What's Up With The 2022 Honda Civic's Variant Names?


When Honda launched the all-new 2022 Civic last November, there was something that caught the attention of long-time fans of the brand, and it had nothing to do with the VTEC Turbo engine or the Honda SENSING. Instead, it had to do something with the variant names.

Not escaping eagle-eyed fans, they noticed that Honda Cars Philippines changed their variant nomenclature with the Civic. The most recent time the S and V grades were attached to the Civic nameplate was with the eighth-generation model way back in 2005. At the time, V was the entry-level model, S signified the mid-grade variant, and the S-L with its 2.0-liter engine being the range-topper.

By the time the ninth-generation Civic rolled into the country in 2012, Honda, changed it again. While S was still the entry-level model, the E became the mid-grade model, and the EL the top-of-the-line. Then, when it was time to introduce the tenth-generation model, the variants were tossed into the mixture yet again. With the E serving as the entry-level variant and the turbocharged RS as the flagship (in 2019, they added back the S to the line-up).

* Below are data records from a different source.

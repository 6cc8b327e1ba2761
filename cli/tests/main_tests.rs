//! # Assistente CLI Main Integration Tests
//!
//! File: cli/tests/main_tests.rs
//!
//! ## Overview
//!
//! Top-level behavior of the `assistente` binary: `--help`, `--version`, and
//! rejection of unknown subcommands.
//!
mod common;
use common::*;
use predicates::prelude::*;

#[test]
fn test_help_lists_commands() {
    assistente_cmd()
        .arg("--help")
        .assert()
        .success()
        .stdout(predicate::str::contains("srv"))
        .stdout(predicate::str::contains("ask"))
        .stdout(predicate::str::contains("categories"));
}

#[test]
fn test_version_flag() {
    assistente_cmd()
        .arg("--version")
        .assert()
        .success()
        .stdout(predicate::str::contains(env!("CARGO_PKG_VERSION")));
}

#[test]
fn test_unknown_subcommand_fails() {
    assistente_cmd()
        .arg("frobnicate")
        .assert()
        .failure()
        .stderr(predicate::str::contains("unrecognized subcommand"));
}

#[test]
fn test_missing_subcommand_fails() {
    assistente_cmd().assert().failure();
}
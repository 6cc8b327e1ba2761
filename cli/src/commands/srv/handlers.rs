//! # Chat Server Request Handlers
//!
//! File: cli/src/commands/srv/handlers.rs
//!
//! ## Overview
//!
//! - `POST /chat`: reads `{"mensagem": "..."}`, rejects empty messages with `400`
//!   and `{"categoria": "erro", "resposta": "Mensagem vazia."}`, otherwise replies
//!   `{"categoria": ..., "resposta": ...}`.
//! - `GET /`: serves the chat page from the template directory.
//!
//! A body that is not sent as JSON (`application/json` or `application/*+json`),
//! is not valid JSON, or lacks a string `mensagem` is treated as an empty message
//! rather than a malformed request.
//!
use crate::classifier::{require_message, Classifier};
use crate::core::error::EMPTY_MESSAGE_TEXT;
use axum::{
    body::Bytes,
    extract::State,
    http::{header, HeaderMap, StatusCode},
    response::{Html, IntoResponse, Response},
    Json,
};
use serde::Deserialize;
use std::{path::PathBuf, sync::Arc};
use tracing::{debug, warn};

/// Category reported for rejected messages.
pub const ERROR_CATEGORY: &str = "erro";

/// Shared, read-only state for every handler.
#[derive(Clone)]
pub struct AppState {
    pub classifier: Arc<Classifier>,
    pub index_path: Arc<PathBuf>,
}

#[derive(Deserialize, Debug, Default)]
struct ChatRequest {
    #[serde(default)]
    mensagem: Option<String>,
}

/// `POST /chat`
pub async fn chat(State(state): State<AppState>, headers: HeaderMap, body: Bytes) -> Response {
    let request: ChatRequest = if is_json(&headers) {
        serde_json::from_slice(&body).unwrap_or_else(|e| {
            debug!("Unreadable chat body ({}), treating as empty message.", e);
            ChatRequest::default()
        })
    } else {
        debug!("Chat body is not JSON, treating as empty message.");
        ChatRequest::default()
    };
    let raw = request.mensagem.unwrap_or_default();

    match require_message(&raw) {
        Ok(message) => Json(state.classifier.classify(message)).into_response(),
        Err(_) => {
            debug!("Rejected empty chat message.");
            (
                StatusCode::BAD_REQUEST,
                Json(serde_json::json!({
                    "categoria": ERROR_CATEGORY,
                    "resposta": EMPTY_MESSAGE_TEXT,
                })),
            )
                .into_response()
        }
    }
}

fn is_json(headers: &HeaderMap) -> bool {
    let Some(content_type) = headers
        .get(header::CONTENT_TYPE)
        .and_then(|value| value.to_str().ok())
    else {
        return false;
    };
    let mime = content_type
        .split(';')
        .next()
        .unwrap_or_default()
        .trim()
        .to_ascii_lowercase();
    mime == "application/json" || (mime.starts_with("application/") && mime.ends_with("+json"))
}

/// `GET /`
pub async fn index(State(state): State<AppState>) -> Response {
    match tokio::fs::read_to_string(state.index_path.as_path()).await {
        Ok(page) => Html(page).into_response(),
        Err(e) => {
            warn!(
                "Could not read chat page '{}': {}",
                state.index_path.display(),
                e
            );
            (StatusCode::NOT_FOUND, "Chat page not found.").into_response()
        }
    }
}

#[cfg(test)]
mod tests {
    use super::*;
    use axum::http::HeaderValue;

    fn headers(content_type: &str) -> HeaderMap {
        let mut headers = HeaderMap::new();
        headers.insert(header::CONTENT_TYPE, HeaderValue::from_str(content_type).unwrap());
        headers
    }

    #[test]
    fn test_json_content_types() {
        assert!(is_json(&headers("application/json")));
        assert!(is_json(&headers("application/json; charset=utf-8")));
        assert!(is_json(&headers("Application/JSON")));
        assert!(is_json(&headers("application/vnd.api+json")));
    }

    #[test]
    fn test_non_json_content_types() {
        assert!(!is_json(&HeaderMap::new()));
        assert!(!is_json(&headers("text/plain")));
        assert!(!is_json(&headers("application/x-www-form-urlencoded")));
        assert!(!is_json(&headers("text/json+plain")));
    }
}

Now with the eleventh-generation Civic, Honda is reversing course, and brought back the S and V variant names along with the RS. So, what gives?

Well, according to Atty. Louie Soriano, General Manager of Sales for Honda Cars Philippines (HCPI), the decision to bring back the S and V is down to their plan to standardize variant names across their line-up. And that was spearheaded by no less than Masahiko Nakamura, the current President and General Manager of HCPI.

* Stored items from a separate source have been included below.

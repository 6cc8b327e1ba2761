//! # Assistente Main Entry Point
//!
//! File: cli/src/main.rs
//!
//! ## Overview
//!
//! Entry point of the `assistente` CLI, the rule-based virtual assistant of the
//! Senac Serra website. It handles:
//! - Command-line argument parsing using Clap
//! - Setting up the logging system based on verbosity flags
//! - Routing execution to the command handlers
//!
//! ## Architecture
//!
//! - `classifier`: normalization, pattern scoring and response selection
//! - `commands`: `srv`, `ask` and `categories`
//! - `core`: errors and `.assistente.toml` configuration
//!
//! All errors propagate up to `main`, which prints them and exits with status 1.
//!
//! ## Examples
//!
//! ```bash
//! assistente --help
//! assistente ask "Quanto custa o curso?"
//! assistente -vv srv --port 8080
//! ```
//!
use crate::core::error::AssistantError;
use clap::Parser;
use tracing_subscriber::{fmt, EnvFilter};

mod classifier; // Intent classification engine
mod commands; // Command handlers (srv, ask, categories)
mod core; // Errors and configuration

/// Top-level command-line arguments.
#[derive(Parser, Debug)]
#[command(
    name = "assistente",
    about = "💬 Assistente Senac Serra: rule-based virtual assistant",
    long_about = "Classifies visitor questions into intent categories and answers with canned responses.\n\
                  Runs the chat web server or answers single questions from the terminal.",
    propagate_version = true,
    version
)]
struct Cli {
    #[command(subcommand)]
    command: Commands,
    #[arg(short, long, action = clap::ArgAction::Count, global = true)]
    verbose: u8,
}

/// All available top-level commands.
#[derive(Parser, Debug)]
enum Commands {
    /// Run the chat web server.
    #[command(alias = "s")]
    Srv(commands::srv::SrvArgs),
    /// Classify one message and print the reply.
    #[command(alias = "a")]
    Ask(commands::ask::AskArgs),
    /// Validate and list the category table.
    #[command(alias = "c")]
    Categories(commands::categories::CategoriesArgs),
}

#[tokio::main]
async fn main() -> anyhow::Result<()> {
    let cli = Cli::parse();

    let log_level = match cli.verbose {
        0 => "warn",
        1 => "info",
        2 => "debug",
        _ => "trace",
    };
    let env_filter =
        EnvFilter::try_from_default_env().unwrap_or_else(|_| EnvFilter::new(log_level));
    fmt::Subscriber::builder()
        .with_env_filter(env_filter)
        .with_writer(std::io::stderr)
        .with_target(false)
        .compact()
        .init();

    tracing::debug!("Parsed CLI arguments: {:?}", cli);

    let command_result = match cli.command {
        Commands::Srv(args) => commands::srv::handle_srv(args).await,
        Commands::Ask(args) => commands::ask::handle_ask(args).await,
        Commands::Categories(args) => commands::categories::handle_categories(args).await,
    };

    if let Err(e) = command_result {
        // An empty message is a rejected input, not a failure of the program.
        if matches!(
            e.downcast_ref::<AssistantError>(),
            Some(AssistantError::EmptyInput)
        ) {
            tracing::debug!("Rejected empty message: {}", e);
        } else {
            tracing::error!("Command execution failed: {:?}", e);
        }
        eprintln!("Error: {}", e);
        std::process::exit(1);
    }

    Ok(())
}
//! # Assistente Error Types
//!
//! File: cli/src/core/error.rs
//!
//! ## Overview
//!
//! This module defines the error types and error handling mechanisms used throughout
//! the Assistente application. It provides a consistent approach to error management
//! with detailed error information and context.
//!
//! ## Architecture
//!
//! The error system consists of two main components:
//! - `AssistantError`: A custom error enum using `thiserror` for specific error types
//! - `Result<T>`: A type alias for `anyhow::Result<T>` for flexible error handling
//!
//! The error types cover:
//! - Configuration errors
//! - Category table construction errors (bad regex, duplicate keys, missing fallback)
//! - The `EmptyInput` rejection raised at the transport boundary
//!
//! ## Examples
//!
//! ```rust
//! // Reject an empty message before it reaches the classifier
//! let message = raw.trim();
//! if message.is_empty() {
//!     return Err(AssistantError::EmptyInput)?;
//! }
//!
//! // Detect the rejection further up
//! match result {
//!     Err(e) if e.downcast_ref::<AssistantError>().map_or(false, |ae| matches!(ae, AssistantError::EmptyInput)) => {
//!         println!("nothing to classify");
//!     },
//!     other => other?,
//! }
//! ```
//!
//! The classifier itself never returns an error at request time; everything here is
//! raised either while building a category table or at the edges (CLI, HTTP, config).
//!
use thiserror::Error;

/// User-facing text attached to an `EmptyInput` rejection.
pub const EMPTY_MESSAGE_TEXT: &str = "Mensagem vazia.";

/// Custom error type for the Assistente application.
#[derive(Error, Debug)]
pub enum AssistantError {
    #[error("Configuration error: {0}")]
    Config(String),

    /// The trimmed message was empty. Raised by the transport layer, never by the classifier.
    #[error("{}", EMPTY_MESSAGE_TEXT)]
    EmptyInput,

    #[error("Invalid pattern in category '{category}': {source}")]
    InvalidPattern {
        category: String,
        #[source]
        source: regex::Error,
    },

    #[error("Category '{key}' is defined more than once.")]
    DuplicateCategory { key: String },

    #[error("Category table has no fallback category.")]
    MissingFallback,

    #[error("Category table declares more than one fallback ('{first}' and '{second}').")]
    MultipleFallbacks { first: String, second: String },

    #[error("Category '{key}' is invalid: {reason}")]
    InvalidCategory { key: String, reason: String },
}

/// Type alias for Result using anyhow::Error for broad compatibility.
pub type Result<T> = anyhow::Result<T>;

// --- Unit Tests ---
#[cfg(test)]
mod tests {
    use super::*;

    #[test]
    fn test_error_display() {
        let config_err = AssistantError::Config("Missing setting 'port'".to_string());
        assert_eq!(
            config_err.to_string(),
            "Configuration error: Missing setting 'port'"
        );

        assert_eq!(AssistantError::EmptyInput.to_string(), "Mensagem vazia.");

        let duplicate = AssistantError::DuplicateCategory {
            key: "saudacao".into(),
        };
        assert_eq!(
            duplicate.to_string(),
            "Category 'saudacao' is defined more than once."
        );

        let invalid = AssistantError::InvalidCategory {
            key: "moda".into(),
            reason: "no responses".into(),
        };
        assert_eq!(invalid.to_string(), "Category 'moda' is invalid: no responses");
    }

    #[test]
    fn test_invalid_pattern_keeps_source() {
        let source = regex::Regex::new("(unclosed").unwrap_err();
        let err = AssistantError::InvalidPattern {
            category: "broken".into(),
            source,
        };
        assert!(err.to_string().starts_with("Invalid pattern in category 'broken'"));
        assert!(std::error::Error::source(&err).is_some());
    }

    #[test]
    fn test_empty_input_downcasts_through_anyhow() {
        let err: anyhow::Error = AssistantError::EmptyInput.into();
        assert!(matches!(
            err.downcast_ref::<AssistantError>(),
            Some(AssistantError::EmptyInput)
        ));
    }
}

Realizing that there’s been confusion on what S, V, E, EL, and RS stands for, Nakamura-san, together with the rest of the HCPI team decided instead to make the S variant Honda’s entry-level model. This is then followed by V as the mid-grade model, and if applicable, RS. If that particular model doesn’t have a dedicated RS trim like the Accord or CR-V, then the team can append a different letter. Oh, and additional features like a turbo engine and Honda SENSING also appear as part of the official model designation too, in case you need to ask.

So basically, the modern naming convention works like this: Honda + Model + Variant + Engine + Transmission + Honda SENSING.

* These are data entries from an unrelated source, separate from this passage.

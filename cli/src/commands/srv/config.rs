//! # Assistente Chat Server Configuration
//!
//! File: cli/src/commands/srv/config.rs
//!
//! ## Overview
//!
//! This module builds the effective configuration of the chat server. It combines:
//! 1. Command-line arguments and the `PORT` environment variable (highest priority)
//! 2. The `[server]` and `[classifier]` sections of `.assistente.toml` (if present)
//! 3. Default values (lowest priority)
//!
//! ## Architecture
//!
//! Every CLI option is optional, so "not given" is distinguishable from "given the
//! default value" and precedence is a plain `args.or(file).unwrap_or(default)` per field.
//! Relative directories are made absolute against the current working directory.
//! A missing static or template directory is only a warning: the chat endpoint
//! still works without the web page.
//!
//! ## Examples
//!
//! ```rust
//! let args = SrvArgs::parse();
//! let config = load_and_merge_config(args).await?;
//! println!("Listening on: {}:{}", config.host, config.port);
//! ```
//!
use crate::core::config::{self, ClassifierSection, ServerSection};
use crate::core::error::Result;
use anyhow::Context;
use clap::Parser;
use std::net::{IpAddr, Ipv4Addr};
use std::{env, path::PathBuf};
use tracing::{debug, warn};

/// # Server Command Arguments (`SrvArgs`)
///
/// Command-line arguments accepted by `assistente srv`. Anything left out falls back
/// to `.assistente.toml` and then to the built-in defaults.
#[derive(Parser, Debug, Default)]
pub struct SrvArgs {
    /// Port to listen on (default 5000). Also read from the PORT environment variable.
    #[arg(long, short, env = "PORT")]
    pub port: Option<u16>,

    /// Address to bind (default 0.0.0.0, all interfaces).
    #[arg(long)]
    pub host: Option<IpAddr>,

    /// Disables Cross-Origin Resource Sharing (CORS) headers.
    #[arg(long)]
    pub no_cors: bool,

    /// Directory served under `/static` (default `static`).
    #[arg(long, value_name = "DIR")]
    pub static_dir: Option<PathBuf>,

    /// Directory holding the chat page (default `templates`).
    #[arg(long, value_name = "DIR")]
    pub template_dir: Option<PathBuf>,

    /// File inside the template directory served at `/` (default `index.html`).
    #[arg(long, short)]
    pub index: Option<String>,

    /// Category table (TOML) to use instead of the built-in catalog.
    #[arg(long, value_name = "FILE")]
    pub categories: Option<PathBuf>,
}

/// # Effective Server Configuration (`ServerConfig`)
///
/// The consolidated settings the server logic runs with.
#[derive(Debug, Clone)]
pub struct ServerConfig {
    pub port: u16,
    pub host: IpAddr,
    pub enable_cors: bool,
    pub static_dir: PathBuf,
    pub template_dir: PathBuf,
    pub index_file: String,
    /// `None` selects the built-in catalog.
    pub categories: Option<PathBuf>,
}

impl Default for ServerConfig {
    fn default() -> Self {
        Self {
            port: 5000,
            host: IpAddr::V4(Ipv4Addr::UNSPECIFIED),
            enable_cors: true,
            static_dir: PathBuf::from("static"),
            template_dir: PathBuf::from("templates"),
            index_file: "index.html".to_string(),
            categories: None,
        }
    }
}

/// # Load and Merge Server Configuration (`load_and_merge_config`)
///
/// Loads `.assistente.toml` (if any), merges it with `args`, and makes the
/// directories absolute.
///
/// ## Errors
///
/// Returns an error if the config file exists but cannot be read or parsed, or if
/// the current working directory cannot be determined.
pub async fn load_and_merge_config(args: SrvArgs) -> Result<ServerConfig> {
    let file = config::load_config()?;
    let mut effective = merge_config(args, &file.server, &file.classifier);
    effective.resolve_directories()?;
    Ok(effective)
}

/// Applies CLI > file > default precedence field by field.
pub fn merge_config(
    args: SrvArgs,
    file: &ServerSection,
    classifier: &ClassifierSection,
) -> ServerConfig {
    let defaults = ServerConfig::default();

    let file_host = file.host.as_ref().and_then(|host_str| match host_str.parse() {
        Ok(ip) => Some(ip),
        Err(e) => {
            warn!(
                "Invalid host IP '{}' in config file ({}), using default {}",
                host_str, e, defaults.host
            );
            None
        }
    });

    ServerConfig {
        port: args.port.or(file.port).unwrap_or(defaults.port),
        host: args.host.or(file_host).unwrap_or(defaults.host),
        // --no-cors always wins; otherwise the file decides.
        enable_cors: !args.no_cors && file.enable_cors.unwrap_or(defaults.enable_cors),
        static_dir: args
            .static_dir
            .or_else(|| file.static_dir.clone())
            .unwrap_or(defaults.static_dir),
        template_dir: args
            .template_dir
            .or_else(|| file.template_dir.clone())
            .unwrap_or(defaults.template_dir),
        index_file: args
            .index
            .or_else(|| file.index_file.clone())
            .unwrap_or(defaults.index_file),
        categories: args.categories.or_else(|| classifier.categories.clone()),
    }
}

impl ServerConfig {
    /// Makes `static_dir` and `template_dir` absolute and warns when they are missing.
    fn resolve_directories(&mut self) -> Result<()> {
        let current_dir = env::current_dir().context("Failed to get current working directory")?;
        for (label, dir) in [
            ("static", &mut self.static_dir),
            ("template", &mut self.template_dir),
        ] {
            if dir.is_relative() {
                *dir = current_dir.join(&*dir);
            }
            if !dir.is_dir() {
                warn!(
                    "The {} directory '{}' does not exist; requests for it will return 404.",
                    label,
                    dir.display()
                );
            } else {
                debug!("Resolved {} directory to: {}", label, dir.display());
            }
        }
        Ok(())
    }

    /// Full path of the page served at `/`.
    pub fn index_path(&self) -> PathBuf {
        self.template_dir.join(&self.index_file)
    }
}

// --- Unit Tests ---
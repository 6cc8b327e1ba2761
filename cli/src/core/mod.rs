//! # Assistente Core Infrastructure
//!
//! File: cli/src/core/mod.rs
//!
//! ## Overview
//!
//! This module aggregates the core infrastructure components shared by the
//! command handlers: configuration loading and the error types.
//!
//! ## Architecture
//!
//! - `config`: Layered `.assistente.toml` loading, merging, and path resolution
//! - `error`: Error types and error handling utilities
//!
//! ## Usage
//!
//! ```rust
//! use crate::core::config; // For loading configuration
//! use crate::core::error::{AssistantError, Result}; // For error handling
//! ```
//!
pub mod config;
pub mod error;
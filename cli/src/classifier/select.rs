//! # Response Selection
//!
//! File: cli/src/classifier/select.rs
//!
//! Uniform pick among a category's responses. The random source is injected so
//! callers can use the thread-local generator in production and a seeded `StdRng`
//! in tests or from `assistente ask --seed`.
//!
use super::table::Category;
use rand::{seq::SliceRandom, Rng};

/// Picks one response uniformly at random. A single-response category always
/// returns that response.
pub fn select_response<'c, R: Rng + ?Sized>(category: &'c Category, rng: &mut R) -> &'c str {
    match category.responses() {
        [only] => only.as_str(),
        // Tables reject empty response lists, so `choose` always yields a value here.
        responses => responses.choose(rng).map(String::as_str).unwrap_or_default(),
    }
}
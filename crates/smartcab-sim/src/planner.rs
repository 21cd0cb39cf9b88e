//! Route planning on the grid

use smartcab_core::{Action, Location, Pose, RoutePlanner};

/// Next move from `pose` toward `destination`.
///
/// East/west offset is closed first, then north/south. Facing away from the
/// target the planner asks for a right turn and lets the loop come around.
pub fn waypoint_toward(pose: Pose, destination: Location) -> Action {
    let dx = destination.x - pose.location.x;
    let dy = destination.y - pose.location.y;
    let h = pose.heading;

    if dx == 0 && dy == 0 {
        Action::Stay
    } else if dx != 0 {
        if dx * h.dx > 0 {
            Action::Forward
        } else if dx * h.dx < 0 {
            Action::Right
        } else if dx * h.dy > 0 {
            Action::Left
        } else {
            Action::Right
        }
    } else if dy * h.dy > 0 {
        Action::Forward
    } else if dy * h.dy < 0 {
        Action::Right
    } else if dy * h.dx > 0 {
        Action::Right
    } else {
        Action::Left
    }
}

/// Planner used by the learning vehicle
#[derive(Debug, Clone, Default)]
pub struct GridRoutePlanner {
    destination: Option<Location>,
}

impl GridRoutePlanner {
    pub fn new() -> Self {
        Self::default()
    }

    pub fn destination(&self) -> Option<Location> {
        self.destination
    }
}

impl RoutePlanner for GridRoutePlanner {
    fn route_to(&mut self, destination: Location) {
        self.destination = Some(destination);
    }

    fn next_waypoint(&self, pose: Pose) -> Action {
        match self.destination {
            Some(destination) => waypoint_toward(pose, destination),
            None => Action::Stay,
        }
    }
}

This trend may have caught the attention of Civic fans first, but a closer look at HCPI’s line-up shows that they’ve been doing it already with the BR-V (S, V) Brio (S, V, RS) and the City (S, V, RS). Currently, the HR-V and CR-V have been caught in a state of flux, but expect as the all-new models roll in, they’ll likely get the same S, V, and RS trim names as well (in the case of the CR-V, since there’s no confirmed RS trim as of now, it may get V-X to signify all-wheel drive). On a side note, hopefully, they don’t call is RS-X because that’s the North American name of the fourth-generation Honda Integra.

Anyway.

Honda fans already know what RS means in Honda-speak (spoiler alert: it’s Road Sailing). But when asked what S and V means, S apparently means “Standard,” and V means “Value.” Well, how about that. The more you know.

4 comments:

  1. HCPI's naming conventions are as confused as their product planning. There's a huge, yawning gap between the TOTL City RS at 1.05M & the Civic S at almost 1.3M. Ideally, the buyer should be able to cross-shop between a fully-loaded, smaller car & a barebones, but larger one. The Civic lineup needs a cheaper 1.8L or 2.0L NA base model at around 1.15M.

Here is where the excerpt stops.